A defesa das “ruas sujas” e das prostitutas é omnipresente, muitas vezes através de letras de teor profundamente anti-convencional. Afinal, a Mãe do Fado foi uma “mulher perdida”! “Quem tiver filhas no mundo / não fale das desgraçadas; / as que são hoje perdidas / também nasceram honradas.” (fado cantado pela Severa, segundo Teófilo Braga). “Foi na velha Mouraria, / nas guitarradas de então, / que teve nome na orgia / o Fado, linda canção / (…) / Quem quer que és tu não fujas / da mulher que se perdeu. / Na lama das ruas sujas / brilham os astros do céu. // Donzela que vais passando, / não deves tornar-te a rir. / Na seda mais preciosa / pode uma nódoa cair. // Parti a minha guitarra, / perdi a minha alegria. / Rezemos por ela agora, / Padre-nosso, Ave-Maria!” (Maria Emília Ferreira, "Fado da Mouraria", 1929).
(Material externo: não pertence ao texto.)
//! Core traits for SurvStat
//!
//! Least-squares and posterior-sampled fits both expose their coefficients
//! through [`CoefficientTable`], so comparison and reporting code does not
//! depend on how the estimates were produced.

use crate::types::{Estimate, Interval};

/// A fitted linear model viewed as a table of named coefficients.
pub trait CoefficientTable {
    /// Design-column labels, in coefficient order.
    fn coefficient_names(&self) -> Vec<String>;

    /// Point estimates (OLS estimate or posterior mean).
    fn point_estimates(&self) -> Vec<f64>;

    /// Standard errors or posterior standard deviations.
    fn spreads(&self) -> Vec<f64>;

    /// Confidence or credible intervals at the model's default level.
    fn intervals(&self) -> Vec<Interval>;

    /// Number of coefficients.
    fn n_coefficients(&self) -> usize {
        self.coefficient_names().len()
    }

    /// Index of a coefficient by label.
    fn coefficient_index(&self, name: &str) -> Option<usize> {
        self.coefficient_names().iter().position(|n| n == name)
    }

    /// Zip everything into [`Estimate`] rows.
    fn estimates(&self) -> Vec<Estimate> {
        self.coefficient_names()
            .into_iter()
            .zip(self.point_estimates())
            .zip(self.spreads())
            .zip(self.intervals())
            .map(|(((name, est), spread), interval)| Estimate::new(name, est, spread, interval))
            .collect()
    }
}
“Cerejas frescas, vermelhas, / vendem-se pelos caminhos: / são os brincos das orelhas / das filhas dos pobrezinhos. // Vai tão longe a mocidade, / sinto tão perto o meu fim. / Por vezes sinto vontade / de deitar luto por mim. // Já que te não dão o pão, / dá-te nua a quem to der. / Mas guarda-me o coração, / a alma que ninguém quer.” (Maria Emília Ferreira, "Fado Corrido", 1929). E, no belíssimo “Maria Madalena ” relembra-se a prostituta que se tornou santa: “Quem por amor se perdeu, / não chore, não tenha pena; / uma das santas do céu / foi Maria Madalena. // Desse amor que nos encanta, / até Cristo padeceu, / para poder fazer santa / quem por amor se perdeu. // Jesus só nos quis mostrar / que o amor não se condena. / Por isso, quem sabe amar, / não chore, não tenha pena. // A Virgem Nossa Senhora, / quando o amor conheceu, / fez da maior pecadora / uma das santas do céu. // E de tanta que pecou, / da maior à mais pequena, / aquela que mais amou / foi Maria Madalena.” Letra de Gabriel de Oliveira, “Maria Madalena ”, (canta Lucília do Carmo).
As grandes heroínas do Fado são, pois, as prostitutas: a Severa, a Rosa Maria, a Mariquinhas, Maria Madalena… “É numa rua bizarra / a casa da Mariquinhas. / Tem na sala uma guitarra, / janelas com tabuinhas. / (…) Para se tornar notada / usa coisas esquisitas, / muitas rendas, muitas fitas, / lenços de cor variada. / Pretendida e desejada, / altiva como as rainhas, / ri das muitas, coitadinhas, / que a censuram rudemente, / por verem cheia de gente / a casa da Mariquinhas.” Letra de Silva Tavares, “Mariquinhas ” (canta Alfredo Marceneiro). “Há festa na Mouraria, / é dia da procissão / da Senhora da Saúde. / Até a Rosa Maria, / da Rua do Capelão, / parece que tem virtude. // (…) Como que petrificada em fervorosa oração, / é tal a sua atitude, / que a Rosa já desfolhada, da Rua do Capelão, / parece que tem virtude.” Letra de Gabriel de Oliveira, "Há Festa na Mouraria " (canta Amália, António Pinto Basto).
A riqueza do Fado, “ele, que veio do nada”, é imensa, pois “não sendo nada, era tudo.” Quem o julga pobre, engana-se. Talvez não consiga ver que “na lama das ruas sujas / brilham os astros do céu.”